Saved entries:
□ □ □ □ □

use std::error::Error as StdError;
use std::fmt;

#[derive(Clone, Copy, Debug, Eq, PartialEq)]
pub enum ErrorKind {
    Internal,
    Usage,
    Protocol,
    NotFound,
    InvalidArguments,
    AlreadyExists,
    Busy,
    Transport,
    Io,
}

#[derive(Debug)]
pub struct Error {
    kind: ErrorKind,
    message: Option<String>,
    hint: Option<String>,
    session: Option<String>,
    source: Option<Box<dyn StdError + Send + Sync>>,
}

impl Error {
    pub fn new(kind: ErrorKind) -> Self {
        Self {
            kind,
            message: None,
            hint: None,
            session: None,
            source: None,
        }
    }

    pub fn kind(&self) -> ErrorKind {
        self.kind
    }

    pub fn message(&self) -> Option<&str> {
        self.message.as_deref()
    }

    pub fn hint(&self) -> Option<&str> {
        self.hint.as_deref()
    }

    pub fn session(&self) -> Option<&str> {
        self.session.as_deref()
    }

    pub fn with_message(mut self, message: impl Into<String>) -> Self {
        self.message = Some(message.into());
        self
    }

    pub fn with_hint(mut self, hint: impl Into<String>) -> Self {
        self.hint = Some(hint.into());
        self
    }

    pub fn with_session(mut self, session: impl Into<String>) -> Self {
        self.session = Some(session.into());
        self
    }

    pub fn with_source(mut self, source: impl StdError + Send + Sync + 'static) -> Self {
        self.source = Some(Box::new(source));
        self
    }
}

impl fmt::Display for Error {
    fn fmt(&self, f: &mut fmt::Formatter<'_>) -> fmt::Result {
        write!(f, "{:?}", self.kind)?;
        if let Some(message) = &self.message {
            write!(f, ": {message}")?;
        }
        if let Some(session) = &self.session {
            write!(f, " (session: {session})")?;
        }
        Ok(())
    }
}

impl StdError for Error {
    fn source(&self) -> Option<&(dyn StdError + 'static)> {
        self.source
            .as_ref()
            .map(|source| source.as_ref() as &(dyn StdError + 'static))
    }
}

pub fn to_exit_code(kind: ErrorKind) -> i32 {
    match kind {
        ErrorKind::Internal => 1,
        ErrorKind::Usage => 2,
        ErrorKind::NotFound => 3,
        ErrorKind::AlreadyExists => 4,
        ErrorKind::Protocol => 5,
        ErrorKind::InvalidArguments => 6,
        ErrorKind::Transport => 7,
        ErrorKind::Io => 8,
        ErrorKind::Busy => 9,
    }
}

□ □ □ □ □

Every line that contains "String" should be copied out of the data.

    message: Option<String>,
    hint: Option<String>,
    session: Option<String>,
    pub fn with_message(mut self, message: impl Into<String>) -> Self {
    pub fn with_hint(mut self, hint: impl Into<String>) -> Self {
    pub fn with_session(mut self, session: impl Into<String>) -> Self {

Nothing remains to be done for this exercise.